_What to produce_
Output, please, exactly those lines of the listing that come before the line with "were created within", along with that line itself.

_Available records_
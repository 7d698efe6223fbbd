//! Locating the workflow run produced by a `workflow_dispatch`.
//!
//! GitHub's dispatch endpoint returns no run ID. The run is identified afterwards by listing
//! the workflow's most recent runs and keeping those that
//!
//! * were created within `[trigger_time - 5s, trigger_time + 30s]`,
//! * ran on the requested branch, if one was given, and
//! * were started by the identity that dispatched (the App's bot account or the user).
//!
//! The most recently created survivor wins. Two dispatches of the same workflow by the same
//! actor inside one window cannot be told apart; the later run is reported for both.

use action_executor_core::models::{ActorType, AuthMode, CandidateRun, CorrelationQuery};
use octocrab::Octocrab;
use serde::{Deserialize, Serialize};
use time::{Duration, OffsetDateTime};

use crate::{Auth, GitHub, error::Result, upstream_error};

/// Tolerated clock drift between this host and GitHub.
pub const WINDOW_BEFORE: Duration = Duration::seconds(5);
/// Tolerated delay before GitHub makes a new run visible.
pub const WINDOW_AFTER: Duration = Duration::seconds(30);
/// Number of recent runs inspected per attempt.
pub const RECENT_RUNS: u8 = 20;

/// The identity a matching run must have been started by.
#[derive(Debug, Clone, Eq, PartialEq)]
pub enum ActorMatcher {
    /// Dispatched with an installation token. Without a slug any bot actor is accepted.
    App { slug: Option<String> },
    /// Dispatched with the user's own token.
    User { login: String },
}

impl ActorMatcher {
    pub fn matches(&self, run: &CandidateRun) -> bool {
        match self {
            Self::App { slug: Some(slug) } => {
                run.actor_login.eq_ignore_ascii_case(slug)
                    || run
                        .actor_login
                        .strip_suffix("[bot]")
                        .is_some_and(|login| login.eq_ignore_ascii_case(slug))
            }
            Self::App { slug: None } => run.actor_type == ActorType::Bot,
            Self::User { login } => {
                run.actor_type == ActorType::User && run.actor_login.eq_ignore_ascii_case(login)
            }
        }
    }
}

pub fn in_window(trigger_time: OffsetDateTime, created_at: OffsetDateTime) -> bool {
    created_at >= trigger_time - WINDOW_BEFORE && created_at <= trigger_time + WINDOW_AFTER
}

/// Pick the run most likely produced by the dispatch described by `query`.
pub fn select_run<'a>(
    runs: &'a [CandidateRun],
    query: &CorrelationQuery,
    matcher: &ActorMatcher,
) -> Option<&'a CandidateRun> {
    runs.iter()
        .filter(|run| {
            query.ref_filter.as_deref().is_none_or(|r| run.head_branch.as_deref() == Some(r))
        })
        .filter(|run| in_window(query.trigger_time, run.created_at))
        .filter(|run| matcher.matches(run))
        .max_by_key(|run| run.created_at)
}

#[derive(Deserialize)]
struct WorkflowRuns {
    workflow_runs: Vec<WorkflowRun>,
}

#[derive(Deserialize)]
struct WorkflowRun {
    id: u64,
    html_url: String,
    #[serde(with = "time::serde::rfc3339")]
    created_at: OffsetDateTime,
    head_branch: Option<String>,
    actor: Actor,
    status: Option<String>,
    conclusion: Option<String>,
}

#[derive(Deserialize)]
struct Actor {
    login: String,
    #[serde(rename = "type")]
    actor_type: ActorType,
}

impl From<WorkflowRun> for CandidateRun {
    fn from(run: WorkflowRun) -> Self {
        Self {
            id: run.id,
            html_url: run.html_url,
            created_at: run.created_at,
            head_branch: run.head_branch,
            actor_login: run.actor.login,
            actor_type: run.actor.actor_type,
            status: run.status,
            conclusion: run.conclusion,
        }
    }
}

#[derive(Serialize)]
struct RunsParams<'a> {
    per_page: u8,
    #[serde(skip_serializing_if = "Option::is_none")]
    branch: Option<&'a str>,
}

async fn list_recent_runs(client: &Octocrab, query: &CorrelationQuery) -> Result<Vec<CandidateRun>> {
    let route = format!(
        "/repos/{}/{}/actions/workflows/{}/runs",
        query.owner, query.repo, query.workflow_id
    );
    let params = RunsParams { per_page: RECENT_RUNS, branch: query.ref_filter.as_deref() };
    let runs: WorkflowRuns = client.get(route, Some(&params)).await.map_err(|e| {
        upstream_error(
            &format!("Failed to list runs of {} in {}/{}", query.workflow_id, query.owner, query.repo),
            e,
        )
    })?;
    Ok(runs.workflow_runs.into_iter().map(CandidateRun::from).collect())
}

impl GitHub {
    /// Find the run started by a dispatch. `Ok(None)` means no run is visible yet; callers are
    /// expected to poll again.
    pub async fn find_run(
        &self,
        query: &CorrelationQuery,
        auth: &Auth,
    ) -> Result<Option<CandidateRun>> {
        let client = self.client(auth).await?;
        let runs = list_recent_runs(&client, query).await?;
        let matcher = match query.auth_mode {
            AuthMode::App => ActorMatcher::App { slug: self.app_slug().await },
            AuthMode::User => {
                let login = query.expected_actor_login.clone().or_else(|| match auth {
                    Auth::User(user) => Some(user.login.clone()),
                    Auth::App => None,
                });
                let Some(login) = login else {
                    tracing::warn!(
                        "No actor login to match runs of {} in {}/{} against",
                        query.workflow_id,
                        query.owner,
                        query.repo
                    );
                    return Ok(None);
                };
                ActorMatcher::User { login }
            }
        };
        let found = select_run(&runs, query, &matcher).cloned();
        match &found {
            Some(run) => tracing::info!(
                "Matched run {} of {} in {}/{} ({} candidates)",
                run.id,
                query.workflow_id,
                query.owner,
                query.repo,
                runs.len()
            ),
            None => tracing::debug!(
                "No run of {} in {}/{} matches yet ({} candidates)",
                query.workflow_id,
                query.owner,
                query.repo,
                runs.len()
            ),
        }
        Ok(found)
    }
}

_Response area_
repository 7d698efe6223fbbd
//! Locating the workflow run produced by a `workflow_dispatch`.
//!
//! GitHub's dispatch endpoint returns no run ID. The run is identified afterwards by listing
//! the workflow's most recent runs and keeping those that
//!
//! * were created within `[trigger_time - 5s, trigger_time + 30s]`,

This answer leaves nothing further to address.